Putting aside the unusual things that you may notice upon close inspection, which as you now know are all pretty minor really, what is left are the things that could easily be overlooked, or are hiding where the eyes can't see. Perhaps surprisingly, it is actually the overlooked and hidden that tend to be much more significant - Even though some are still superficial, they can be emotionally challenging for some cancer survivors. Having had a number of treatments, I have gradually acquired several such things:

  • Hearing Difficulties - One of the chemotherapy drugs that I had during my second-line treatment, namely Cisplatin, damaged my hearing in a couple of ways. The damage consists of Tinnitus (a constant ringing sound) and loss of high frequencies; It is worse in my left ear. Whilst I don't notice it most of the time, as my idea of normal has gradually changed, I do struggle to pick-out voices in busier/noisier environments; Background noises, such as fans humming or numerous distant conversations, have a tendency to drowned-out nearby voices, especially women's voices.
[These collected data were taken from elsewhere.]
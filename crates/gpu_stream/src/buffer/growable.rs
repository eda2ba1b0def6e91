//! Resizable element array backed by one device-local buffer
//!
//! A [`GrowableBuffer`] behaves like a `Vec<T>` living on the GPU. Growing it
//! allocates a new native buffer, records a copy of the live range into the
//! caller's command buffer and hands the old buffer to the reclaim queue,
//! because frames still executing on the device may read it.
//!
//! # Write Paths
//!
//! - [`write_blocking`](GrowableBuffer::write_blocking): one-shot submit and
//!   fence wait, for start-up uploads
//! - [`write_via_command_context`](GrowableBuffer::write_via_command_context):
//!   copy recorded into an in-flight command buffer
//! - [`enqueue_write`](GrowableBuffer::enqueue_write) +
//!   [`flush`](GrowableBuffer::flush): writes collected on the CPU and
//!   uploaded with one staging buffer and one multi-region copy
//!
//! # Size Model
//!
//! The buffer is tightly packed and sequential. A write of `n` elements at
//! `offset` leaves the logical size at `offset + n`, truncating anything
//! that was logically past `offset`. Callers that need sparse contents track
//! their own offsets and use [`resize`](GrowableBuffer::resize).

use std::marker::PhantomData;
use std::mem;
use std::sync::Arc;

use ash::vk;
use bytemuck::Pod;

use super::pending::ShadowBatch;
use crate::config::GrowthPolicy;
use crate::context::GpuContext;
use crate::device::{GpuBuffer, GpuDevice, MemoryLocation, SubmitBatch};
use crate::error::{GpuError, GpuResult};
use crate::fatal::OrAbort;
use crate::reclaim::ReclaimAction;

/// Byte placement of a write of `count` elements at element `offset`
#[derive(Debug, Clone, Copy, PartialEq, Eq)]
struct WriteExtent {
    byte_offset: u64,
    byte_len: u64,
    /// First element past the write
    end: u64,
}

impl WriteExtent {
    /// Fails with [`GpuError::OutOfMemory`] when the range is not addressable
    fn new(offset: u64, count: u64, stride: u64) -> GpuResult<Self> {
        let unaddressable = || GpuError::OutOfMemory { requested: u64::MAX };
        let end = offset.checked_add(count).ok_or_else(unaddressable)?;
        let byte_end = end.checked_mul(stride).ok_or_else(unaddressable)?;
        let byte_offset = offset * stride;
        Ok(Self {
            byte_offset,
            byte_len: byte_end - byte_offset,
            end,
        })
    }

    fn region(&self) -> vk::BufferCopy {
        vk::BufferCopy {
            src_offset: 0,
            dst_offset: self.byte_offset,
            size: self.byte_len,
        }
    }
}

/// Logically resizable GPU array of `T`
pub struct GrowableBuffer<T: Pod, D: GpuDevice> {
    context: Arc<GpuContext<D>>,
    /// Always `Some` until `destroy` or drop
    buffer: Option<GpuBuffer<D::Memory>>,
    capacity: u64,
    len: u64,
    usage: vk::BufferUsageFlags,
    shadow: ShadowBatch,
    must_update: bool,
    name: String,
    _marker: PhantomData<T>,
}

impl<T: Pod, D: GpuDevice> GrowableBuffer<T, D> {
    const STRIDE: u64 = mem::size_of::<T>() as u64;

    /// Create an empty buffer backed by a one-element placeholder
    ///
    /// `usage` is extended with transfer source and destination so the buffer
    /// can always be grown.
    pub fn new(context: Arc<GpuContext<D>>, usage: vk::BufferUsageFlags, name: impl Into<String>) -> Self {
        assert!(Self::STRIDE > 0, "zero-sized element types cannot be stored in a GPU buffer");

        let name = name.into();
        let usage = usage | vk::BufferUsageFlags::TRANSFER_SRC | vk::BufferUsageFlags::TRANSFER_DST;
        let buffer = context.create_buffer(Self::STRIDE, usage, MemoryLocation::DeviceLocal, &name);

        Self {
            context,
            buffer: Some(buffer),
            capacity: 0,
            len: 0,
            usage,
            shadow: ShadowBatch::default(),
            must_update: true,
            name,
            _marker: PhantomData,
        }
    }

    fn native(&self) -> &GpuBuffer<D::Memory> {
        self.buffer.as_ref().expect("growable buffer used after destroy")
    }

    /// Bytes per element
    pub const fn stride() -> u64 {
        Self::STRIDE
    }

    /// Logical size in elements
    pub fn len(&self) -> u64 {
        self.len
    }

    /// Whether the logical size is zero
    pub fn is_empty(&self) -> bool {
        self.len == 0
    }

    /// Allocated size in elements
    pub fn capacity(&self) -> u64 {
        self.capacity
    }

    /// Native buffer handle; changes whenever the buffer grows
    pub fn buffer(&self) -> vk::Buffer {
        self.native().buffer
    }

    /// Usage flags the native buffer was created with
    pub fn usage(&self) -> vk::BufferUsageFlags {
        self.usage
    }

    /// Debug name
    pub fn name(&self) -> &str {
        &self.name
    }

    /// Descriptor covering the whole native buffer
    pub fn descriptor_info(&self) -> vk::DescriptorBufferInfo {
        vk::DescriptorBufferInfo {
            buffer: self.buffer(),
            offset: 0,
            range: vk::WHOLE_SIZE,
        }
    }

    /// Whether the native handle changed since [`mark_updated`](Self::mark_updated)
    pub fn must_update(&self) -> bool {
        self.must_update
    }

    /// Acknowledge the current native handle, e.g. after rewriting descriptor sets
    pub fn mark_updated(&mut self) {
        self.must_update = false;
    }

    /// Set the logical size to zero without touching GPU memory
    pub fn clear(&mut self) {
        self.len = 0;
    }

    /// Writes waiting for [`flush`](Self::flush)
    pub fn pending_write_count(&self) -> usize {
        self.shadow.writes().len()
    }

    /// Ensure room for `n` elements, recording the copy-forward into `cmd`
    ///
    /// No-op when `n` already fits. Growth allocates exactly `n` elements
    /// under the default [`GrowthPolicy::Exact`].
    pub fn reserve(&mut self, cmd: vk::CommandBuffer, n: u64) {
        let policy = self.context.config().reserve_growth;
        self.grow(cmd, n, policy);
    }

    /// Reserve `n` elements and set the logical size to `n`
    ///
    /// Shrinking only changes the logical size.
    pub fn resize(&mut self, cmd: vk::CommandBuffer, n: u64) {
        log::debug!("Resizing {} from {} to {} elements", self.name, self.len, n);
        self.reserve(cmd, n);
        self.len = n;
    }

    fn grow(&mut self, cmd: vk::CommandBuffer, required: u64, policy: GrowthPolicy) {
        if required <= self.capacity {
            return;
        }

        let new_capacity = policy.grow(self.capacity, required);
        let new_size = new_capacity
            .checked_mul(Self::STRIDE)
            .ok_or(GpuError::OutOfMemory { requested: u64::MAX })
            .or_abort("sizing grown buffer");
        let replacement = self.context.create_buffer(
            new_size,
            self.usage,
            MemoryLocation::DeviceLocal,
            &self.name,
        );
        let new_handle = replacement.buffer;

        let Some(old) = self.buffer.replace(replacement) else {
            return;
        };

        let device = self.context.device();
        if self.len > 0 {
            let live = vk::BufferCopy {
                src_offset: 0,
                dst_offset: 0,
                size: self.len * Self::STRIDE,
            };
            device.cmd_copy_buffer(cmd, old.buffer, new_handle, &[live]);
            device.cmd_transfer_barrier(cmd, new_handle);
        }

        log::debug!(
            "Grew {} from {} to {} elements ({} bytes)",
            self.name,
            self.capacity,
            new_capacity,
            new_size
        );

        self.context.delete_after_frames(ReclaimAction::DeviceBuffer(old));
        self.context.telemetry().record_growth();
        self.capacity = new_capacity;
        self.must_update = true;
    }

    fn grow_for_write(&mut self, cmd: vk::CommandBuffer, required: u64) {
        let policy = self.context.config().flush_growth;
        self.grow(cmd, required, policy);
    }

    /// Truncate-then-extend: the logical size ends right after the written range
    fn apply_write_end(&mut self, end: u64) {
        self.len = end;
    }

    fn create_staging(&self, bytes: &[u8]) -> GpuBuffer<D::Memory> {
        let staging = self.context.create_buffer(
            bytes.len() as u64,
            vk::BufferUsageFlags::TRANSFER_SRC,
            MemoryLocation::HostVisible,
            &format!("{} staging", self.name),
        );
        self.context
            .device()
            .write_buffer(&staging, 0, bytes)
            .or_abort("writing staging buffer");
        staging
    }

    fn record_staged_copy(&self, cmd: vk::CommandBuffer, staging: &GpuBuffer<D::Memory>, regions: &[vk::BufferCopy]) {
        let device = self.context.device();
        let dst = self.buffer();
        device.cmd_copy_buffer(cmd, staging.buffer, dst, regions);
        device.cmd_transfer_barrier(cmd, dst);
    }

    /// Upload `data` at element `offset` and wait for the device to finish
    ///
    /// Records into a one-shot command buffer from `command_pool`, which the
    /// caller must not be using from another thread. The wait is bounded by
    /// the configured fence timeout; expiry is fatal.
    pub fn write_blocking(&mut self, data: &[T], offset: u64, queue: vk::Queue, command_pool: vk::CommandPool) {
        if data.is_empty() {
            return;
        }
        let extent = WriteExtent::new(offset, data.len() as u64, Self::STRIDE).or_abort("sizing blocking upload");
        let device = Arc::clone(self.context.device());

        let cmd = device
            .allocate_command_buffer(command_pool)
            .or_abort("allocating upload command buffer");
        device.begin_command_buffer(cmd, true).or_abort("beginning upload command buffer");

        self.grow_for_write(cmd, extent.end);
        let staging = self.create_staging(bytemuck::cast_slice(data));
        self.record_staged_copy(cmd, &staging, &[extent.region()]);

        device.end_command_buffer(cmd).or_abort("ending upload command buffer");

        let fence = device.create_fence().or_abort("creating upload fence");
        let submit = SubmitBatch {
            command_buffers: &[cmd],
            ..SubmitBatch::default()
        };
        device.queue_submit(queue, &submit, fence).or_abort("submitting upload");
        device
            .wait_for_fence(fence, self.context.config().fence_timeout_ns)
            .or_abort("waiting for blocking upload");

        device.destroy_fence(fence);
        device.free_command_buffer(command_pool, cmd);
        self.context.destroy_buffer_now(staging);

        self.apply_write_end(extent.end);
    }

    /// Upload `data` at element `offset` through a copy recorded into `cmd`
    ///
    /// The staging buffer is released by the reclaim queue once the frame
    /// that executes `cmd` has retired.
    pub fn write_via_command_context(&mut self, data: &[T], offset: u64, cmd: vk::CommandBuffer) {
        if data.is_empty() {
            return;
        }
        let extent = WriteExtent::new(offset, data.len() as u64, Self::STRIDE).or_abort("sizing recorded upload");

        self.grow_for_write(cmd, extent.end);
        let staging = self.create_staging(bytemuck::cast_slice(data));
        self.record_staged_copy(cmd, &staging, &[extent.region()]);

        self.context.delete_after_frames(ReclaimAction::StagingBuffer(staging));
        self.apply_write_end(extent.end);
    }

    /// Queue `data` for element `offset`; nothing reaches the GPU until [`flush`](Self::flush)
    ///
    /// A later write to the same elements replaces the earlier one.
    pub fn enqueue_write(&mut self, data: &[T], offset: u64) {
        if data.is_empty() {
            return;
        }
        let extent = WriteExtent::new(offset, data.len() as u64, Self::STRIDE).or_abort("sizing queued write");
        self.shadow.push(bytemuck::cast_slice(data), extent.byte_offset);
    }

    /// Upload every queued write with one staging buffer and one copy
    ///
    /// Grows with the amortizing flush policy when the writes reach past
    /// capacity. Returns whether anything was recorded.
    pub fn flush(&mut self, cmd: vk::CommandBuffer) -> bool {
        if self.shadow.is_empty() {
            return false;
        }

        let required = self.shadow.max_dst_end() / Self::STRIDE;
        self.grow_for_write(cmd, required);

        let staging = self.create_staging(self.shadow.bytes());
        let regions = self.shadow.regions();
        self.record_staged_copy(cmd, &staging, &regions);

        log::trace!(
            "Flushed {} writes ({} bytes) into {}",
            regions.len(),
            self.shadow.total_bytes(),
            self.name
        );

        self.apply_write_end(self.shadow.last_end() / Self::STRIDE);

        self.shadow.clear();
        self.context.delete_after_frames(ReclaimAction::StagingBuffer(staging));
        true
    }

    /// Release the native buffer immediately
    ///
    /// The device must be idle with respect to this buffer.
    pub fn destroy(mut self) {
        if let Some(buffer) = self.buffer.take() {
            self.context.destroy_buffer_now(buffer);
        }
    }
}

impl<T: Pod, D: GpuDevice> Drop for GrowableBuffer<T, D> {
    fn drop(&mut self) {
        if !self.shadow.is_empty() {
            log::warn!(
                "{} dropped with {} unflushed writes",
                self.name,
                self.shadow.writes().len()
            );
        }
        if let Some(buffer) = self.buffer.take() {
            self.context.delete_after_frames(ReclaimAction::DeviceBuffer(buffer));
        }
    }
}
  • Hair Loss - A number of the treatments have caused my hair to fall out, and whilst in the early days it eventually grew back, it is a lot thinner these days, hence being bald (or having really short hair) is about the only style that I can manage now, without giving away that something isn't quite right. Fortunately, I'm used to having short hair, so it doesn't bother me. In fact, I actually wish that it wouldn't grow at all, as it would be easier that way.

  • Scar Tissue - Despite the cancerous masses shrinking substantially as a result of the treatments I've had, there is still a significant amount of scar tissue left behind; It's similar to how if you inflate a balloon, and then let all of the air out, the balloon doesn't go back to its original size and shape. This doesn't pose a problem for myself, in that I can't tell that it's there, but it does complicate the interpretation of any medical imaging, as it can be hard to differentiate innocuous scar tissue from cancerous masses.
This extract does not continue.